Hon. Robert L. Stanfield (Leader of the Opposition):
Mr. Fraser, at this time I should like to say a few words to the House. The Prime Minister (Mr. Trudeau) invited me to second the motion he has just put before the House. I should like to say a few words in explanation of the fact I declined to second the motion. I fully agree with the Prime Minister and other members of the House about the importance of this great office. I have attached great importance to the achievement of what I call, perhaps imprecisely, a permanent Speaker, a Speaker who continues in office regardless of changes of government, a Speaker who is completely free of partisan politics once he is elected to this House by the House.
For this reason, I asked my party's association in the constituency of Stormont-Dundas not to present any candidate against Mr. Lamoureux at the 1968 election.
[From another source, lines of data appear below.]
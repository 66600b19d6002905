use crate::SessionSnapshot;
use async_trait::async_trait;
use serde_json::Value;
use std::collections::HashMap;
use trip_core::{Event, Result};

#[derive(Debug, Clone)]
pub struct CreateRequest {
    pub app_name: String,
    pub user_id: String,
    /// Generated when absent.
    pub session_id: Option<String>,
    pub state: HashMap<String, Value>,
}

#[derive(Debug, Clone)]
pub struct GetRequest {
    pub app_name: String,
    pub user_id: String,
    pub session_id: String,
}

#[derive(Debug, Clone)]
pub struct DeleteRequest {
    pub app_name: String,
    pub user_id: String,
    pub session_id: String,
}

#[async_trait]
pub trait SessionService: Send + Sync {
    async fn create(&self, req: CreateRequest) -> Result<SessionSnapshot>;
    async fn get(&self, req: GetRequest) -> Result<SessionSnapshot>;
    async fn delete(&self, req: DeleteRequest) -> Result<()>;
    /// Record `event` and merge its state delta into the session state.
    async fn append_event(&self, session_id: &str, event: Event) -> Result<()>;
}
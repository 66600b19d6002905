use async_trait::async_trait;
use schemars::JsonSchema;
use serde_json::Value;
use std::future::Future;
use std::pin::Pin;
use std::sync::Arc;
use trip_core::{Result, Tool, ToolContext};

type AsyncHandler = Box<
    dyn Fn(Arc<dyn ToolContext>, Value) -> Pin<Box<dyn Future<Output = Result<Value>> + Send>>
        + Send
        + Sync,
>;

pub struct FunctionTool {
    name: String,
    description: String,
    handler: AsyncHandler,
    parameters_schema: Option<Value>,
}

impl FunctionTool {
    pub fn new<F, Fut>(name: impl Into<String>, description: impl Into<String>, handler: F) -> Self
    where
        F: Fn(Arc<dyn ToolContext>, Value) -> Fut + Send + Sync + 'static,
        Fut: Future<Output = Result<Value>> + Send + 'static,
    {
        Self {
            name: name.into(),
            description: description.into(),
            handler: Box::new(move |ctx, args| Box::pin(handler(ctx, args))),
            parameters_schema: None,
        }
    }

    /// Declare the argument object with the JSON schema of `T`.
    pub fn with_parameters_schema<T: JsonSchema>(mut self) -> Self {
        self.parameters_schema = serde_json::to_value(schemars::schema_for!(T)).ok();
        self
    }
}

#[async_trait]
impl Tool for FunctionTool {
    fn name(&self) -> &str {
        &self.name
    }

    fn description(&self) -> &str {
        &self.description
    }

    fn parameters_schema(&self) -> Option<Value> {
        self.parameters_schema.clone()
    }

    async fn execute(&self, ctx: Arc<dyn ToolContext>, args: Value) -> Result<Value> {
        (self.handler)(ctx, args).await
    }
}
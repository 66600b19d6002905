//! # trip-cli
//!
//! Command-line front end for the travel booking pipeline.
//!
//! ## Usage
//!
//! ```bash
//! # One request
//! trip Book a flight from San Francisco to Mumbai for 26th March 2026.
//!
//! # Interactive prompt
//! trip --profile clarifying
//!
//! # Keep the agent and tool spans
//! trip --trace-json trace.json Book a room at Marriot Juhu for 2 nights.
//! ```
//!
//! Configuration comes from the environment (and a `.env` file), see
//! [`PipelineConfig::from_env`](trip_booking::PipelineConfig::from_env).
//! Flags override it.

pub mod cli;
pub mod console;

pub use cli::Cli;
pub use console::{GREETING, ask, run_console, write_trace};
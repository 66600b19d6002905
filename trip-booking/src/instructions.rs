//! Agent instruction texts per [`InstructionProfile`]
//!
//! The hotel instruction's "Marriott only on odd dates" rule is policy text
//! for the model. Nothing in the tools enforces it.

use crate::config::InstructionProfile;

pub const FLIGHT_AGENT_DESCRIPTION: &str = "Agent to book flights based on user queries.";
pub const HOTEL_AGENT_DESCRIPTION: &str = "Agent to book hotels based on user queries.";
pub const SUMMARY_AGENT_DESCRIPTION: &str =
    "Summarize the travel details from hotel bookings and flight bookings agents.";
pub const SUPERVISOR_DESCRIPTION: &str = "You are the supervisor agent that coordinates the flight booking and hotel booking. \
You must provide a consolidated summary back to the full coordination of the user's request.";

const FOCUSED_FLIGHT: &str = "You are a helpful agent who can assist users in booking flights. \
You only handle flight booking. Just handle that part from what the user says, ignore other parts of the requests.";

const FOCUSED_HOTEL: &str = "You are a helpful agent who can assist users in booking hotels. \
You only handle hotel booking. Book hotel if the user explicitly asks, just handle that part from what the user says, \
ignore other parts of the requests. NOTE: Marriott is only available on odd dates. Otherwise Hilton is the primary \
option unless user states specific hotel criteria and you can go ahead and book that instead.";

const CLARIFYING_HOTEL_SUFFIX: &str = " If the request contains the phrase \"Flight Hotel\", do not book anything; \
ask the user whether they mean a hotel near the airport or a hotel in the destination city.";

const SENTENCE_SUMMARY: &str = "Summarize the travel details from hotel bookings and flight bookings agents. \
Be concise in response and provide a single sentence summary.";

const PARAGRAPH_SUMMARY: &str = "Summarize the travel details from hotel bookings and flight bookings agents \
in one short paragraph. Mention only bookings that were actually made.";

const LENIENT_FLIGHT: &str = "You are a helpful agent who can assist users in booking flights.";

const LENIENT_HOTEL: &str = "You are a helpful agent who can assist users in booking hotels. \
If you are asked about hotel bookings, provide the relevant information. If not, then just stay silent.";

const LENIENT_SUMMARY: &str =
    "Summarize the travel details from hotel bookings and flight bookings agents.";

impl InstructionProfile {
    pub fn flight_instruction(&self) -> &'static str {
        match self {
            InstructionProfile::Focused | InstructionProfile::Clarifying => FOCUSED_FLIGHT,
            InstructionProfile::Lenient => LENIENT_FLIGHT,
        }
    }

    pub fn hotel_instruction(&self) -> String {
        match self {
            InstructionProfile::Focused => FOCUSED_HOTEL.to_string(),
            InstructionProfile::Clarifying => format!("{FOCUSED_HOTEL}{CLARIFYING_HOTEL_SUFFIX}"),
            InstructionProfile::Lenient => LENIENT_HOTEL.to_string(),
        }
    }

    pub fn summary_instruction(&self) -> &'static str {
        match self {
            InstructionProfile::Focused => SENTENCE_SUMMARY,
            InstructionProfile::Clarifying => PARAGRAPH_SUMMARY,
            InstructionProfile::Lenient => LENIENT_SUMMARY,
        }
    }
}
Following his election, I was honoured and pleased to second his appointment.
The agreement concluded with the Stormont-Dundas association was designed to find other means to succeed in appointing a permanent Speaker and it provided the association with the right to choose a candidate in a new election.
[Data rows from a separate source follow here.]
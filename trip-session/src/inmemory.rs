use crate::{CreateRequest, DeleteRequest, GetRequest, SessionService, SessionSnapshot, StateMap};
use async_trait::async_trait;
use chrono::Utc;
use std::collections::HashMap;
use std::sync::{Arc, RwLock, RwLockReadGuard, RwLockWriteGuard};
use trip_core::{Event, Result, TripError};
use uuid::Uuid;

#[derive(Clone, Debug, PartialEq, Eq, Hash)]
struct SessionKey {
    app_name: String,
    user_id: String,
    session_id: String,
}

/// Process-local session store
///
/// Sessions live only as long as the service. Nothing is written to disk.
#[derive(Clone, Default)]
pub struct InMemorySessionService {
    sessions: Arc<RwLock<HashMap<SessionKey, SessionSnapshot>>>,
}

impl InMemorySessionService {
    pub fn new() -> Self {
        Self::default()
    }

    fn read(&self) -> Result<RwLockReadGuard<'_, HashMap<SessionKey, SessionSnapshot>>> {
        self.sessions.read().map_err(|_| TripError::Session("session store lock poisoned".into()))
    }

    fn write(&self) -> Result<RwLockWriteGuard<'_, HashMap<SessionKey, SessionSnapshot>>> {
        self.sessions.write().map_err(|_| TripError::Session("session store lock poisoned".into()))
    }

    pub fn len(&self) -> usize {
        self.read().map(|s| s.len()).unwrap_or(0)
    }

    pub fn is_empty(&self) -> bool {
        self.len() == 0
    }
}

#[async_trait]
impl SessionService for InMemorySessionService {
    async fn create(&self, req: CreateRequest) -> Result<SessionSnapshot> {
        let session_id = req.session_id.unwrap_or_else(|| Uuid::new_v4().to_string());
        let key = SessionKey {
            app_name: req.app_name.clone(),
            user_id: req.user_id.clone(),
            session_id: session_id.clone(),
        };

        let snapshot = SessionSnapshot {
            id: session_id,
            app_name: req.app_name,
            user_id: req.user_id,
            state: StateMap(req.state),
            events: Vec::new(),
            updated_at: Utc::now(),
        };

        let mut sessions = self.write()?;
        if sessions.contains_key(&key) {
            return Err(TripError::Session(format!("session '{}' already exists", key.session_id)));
        }
        sessions.insert(key, snapshot.clone());
        tracing::debug!(session.id = %snapshot.id, "Session created");
        Ok(snapshot)
    }

    async fn get(&self, req: GetRequest) -> Result<SessionSnapshot> {
        let key = SessionKey {
            app_name: req.app_name,
            user_id: req.user_id,
            session_id: req.session_id,
        };
        self.read()?
            .get(&key)
            .cloned()
            .ok_or_else(|| TripError::Session(format!("session '{}' not found", key.session_id)))
    }

    async fn delete(&self, req: DeleteRequest) -> Result<()> {
        let key = SessionKey {
            app_name: req.app_name,
            user_id: req.user_id,
            session_id: req.session_id,
        };
        self.write()?.remove(&key);
        Ok(())
    }

    async fn append_event(&self, session_id: &str, event: Event) -> Result<()> {
        let mut sessions = self.write()?;
        let data = sessions
            .values_mut()
            .find(|d| d.id == session_id)
            .ok_or_else(|| TripError::Session(format!("session '{}' not found", session_id)))?;

        data.state.0.extend(event.actions.state_delta.clone());
        data.updated_at = event.timestamp;
        data.events.push(event);
        Ok(())
    }
}
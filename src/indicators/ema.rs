// =============================================================================
// Exponential Moving Average (EMA)
// =============================================================================
//
// EMA gives more weight to recent prices, making it more responsive to new
// information than the Simple Moving Average (SMA).
//
// Formula:
//   alpha  = 2 / (period + 1)          (span form)
//   alpha  = 1 / (1 + com)             (centre-of-mass form)
//   EMA_0  = close_0
//   EMA_t  = alpha * close_t + (1 - alpha) * EMA_{t-1}
//
// Seeding with the first close means every position is defined.
// =============================================================================

use super::{check_len, check_period, IndicatorError, Result, Series};

const NAME: &str = "ema";

/// EMA in the span parameterisation, `alpha = 2 / (period + 1)`.
pub fn ema(closes: &[f64], period: usize) -> Result<Series> {
    check_period(NAME, period)?;
    ema_with_alpha(closes, 2.0 / (period as f64 + 1.0))
}

/// EMA in the centre-of-mass parameterisation, `alpha = 1 / (1 + com)`.
pub fn ema_com(closes: &[f64], com: f64) -> Result<Series> {
    if !(com >= 0.0) || !com.is_finite() {
        return Err(IndicatorError::InvalidParameter {
            indicator: NAME,
            message: format!("centre of mass must be a finite value >= 0, got {com}"),
        });
    }
    ema_with_alpha(closes, 1.0 / (1.0 + com))
}

/// EMA recurrence for an explicit smoothing factor in `(0, 1]`.
pub fn ema_with_alpha(closes: &[f64], alpha: f64) -> Result<Series> {
    if !(alpha > 0.0 && alpha <= 1.0) {
        return Err(IndicatorError::InvalidParameter {
            indicator: NAME,
            message: format!("alpha must be in (0, 1], got {alpha}"),
        });
    }
    check_len(NAME, 1, closes.len())?;

    Ok(smooth(closes, alpha).into_iter().map(Some).collect())
}

/// Raw recurrence over a non-empty slice.
fn smooth(values: &[f64], alpha: f64) -> Vec<f64> {
    let mut out = Vec::with_capacity(values.len());
    let mut prev = match values.first() {
        Some(&v) => v,
        None => return out,
    };
    out.push(prev);
    for &v in &values[1..] {
        prev = alpha * v + (1.0 - alpha) * prev;
        out.push(prev);
    }
    out
}

// =============================================================================
// Unit Tests
// =============================================================================
#[cfg(test)]
mod tests {
    use super::*;

    #[test]
    fn ema_empty_input() {
        assert_eq!(
            ema(&[], 5),
            Err(IndicatorError::InsufficientData {
                indicator: "ema",
                required: 1,
                available: 0
            })
        );
    }

    #[test]
    fn ema_period_zero() {
        assert!(matches!(
            ema(&[1.0, 2.0, 3.0], 0),
            Err(IndicatorError::InvalidPeriod { period: 0, .. })
        ));
    }

    #[test]
    fn ema_period_one_is_identity() {
        let closes = [3.0, 7.5, 1.25, 9.0, 4.0];
        let series = ema(&closes, 1).unwrap();
        let expected: Series = closes.iter().copied().map(Some).collect();
        assert_eq!(series, expected);
    }

    #[test]
    fn ema_known_values() {
        // alpha = 2 / 4 = 0.5
        let series = ema(&[10.0, 20.0, 30.0, 10.0], 3).unwrap();
        assert_eq!(series, vec![Some(10.0), Some(15.0), Some(22.5), Some(16.25)]);
    }

    #[test]
    fn ema_seeded_with_first_close() {
        let series = ema(&[42.0], 21).unwrap();
        assert_eq!(series, vec![Some(42.0)]);
    }

    #[test]
    fn ema_constant_series_stays_constant() {
        let series = ema(&[100.0; 50], 9).unwrap();
        assert!(series.iter().all(|v| *v == Some(100.0)));
    }

    #[test]
    fn ema_com_matches_alpha() {
        // com = 6 => alpha = 1/7, the RSI(7) smoothing.
        let closes: Vec<f64> = (1..=20).map(f64::from).collect();
        let by_com = ema_com(&closes, 6.0).unwrap();
        let by_alpha = ema_with_alpha(&closes, 1.0 / 7.0).unwrap();
        assert_eq!(by_com, by_alpha);
    }

    #[test]
    fn ema_rejects_bad_alpha() {
        assert!(ema_with_alpha(&[1.0], 0.0).is_err());
        assert!(ema_with_alpha(&[1.0], 1.5).is_err());
        assert!(ema_with_alpha(&[1.0], f64::NAN).is_err());
        assert!(ema_com(&[1.0], -1.0).is_err());
    }
}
Between the election of 1968 and the election of 1972, the Prime Minister and I had discussions to explore an alternative method of achieving what I had in mind, and what others had in mind, which was a method alternative to that by which the associations in the Speaker's constituency would be denied the right to nominate a candidate. These discussions were not fruitful, much to my regret. Mr. Lamoureux ran in the election of 1972. He was opposed by a candidate from my party. Mr. Lamoureux ran as an independent and was elected. Following the election of 1972, the Prime Minister discussed with me a choice of Speaker and indeed a Deputy Speaker. There was no difficulty and we reached an understanding and agreement. I felt this was a substantial step forward, and compensated in part at least for the earlier failure to agree on a method of securing a permanent Speakership and a method of completely removing the Speaker from partisan politics on his election.
Following the election of July and prior to the calling of this session I read in the press that the Prime Minister would propose Mr. Jerome's name as Speaker; but there was no consultation, no prior knowledge, despite any suggestions in the press to the contrary. There is no need here to go into the details or to take you, Mr. Fraser, or the House through a controversy between the Prime Minister and myself following the announcement of the Prime Minister's intention. There was no consultation. In my judgment, in the absence of such consultation, this was a substantial step backward from the position we had achieved through 1968 and 1972.
Mr. Fraser, I can hardly exaggerate my personal disappointment at this turn of events. In these circumstances, as I told the Prime Minister, I could not second the nomination of Mr. Jerome. Mr. Jerome, of course, will receive the full co-operation of myself and members of my party as he discharges his difficult and very important responsibilities of presiding over this House. I hope, as the
September 30, 1974
Prime Minister has indicated here this morning, that we can again take up the question of achieving a permanent Speakership totally removed from partisan politics once a Speaker has been chosen for this high office by this House.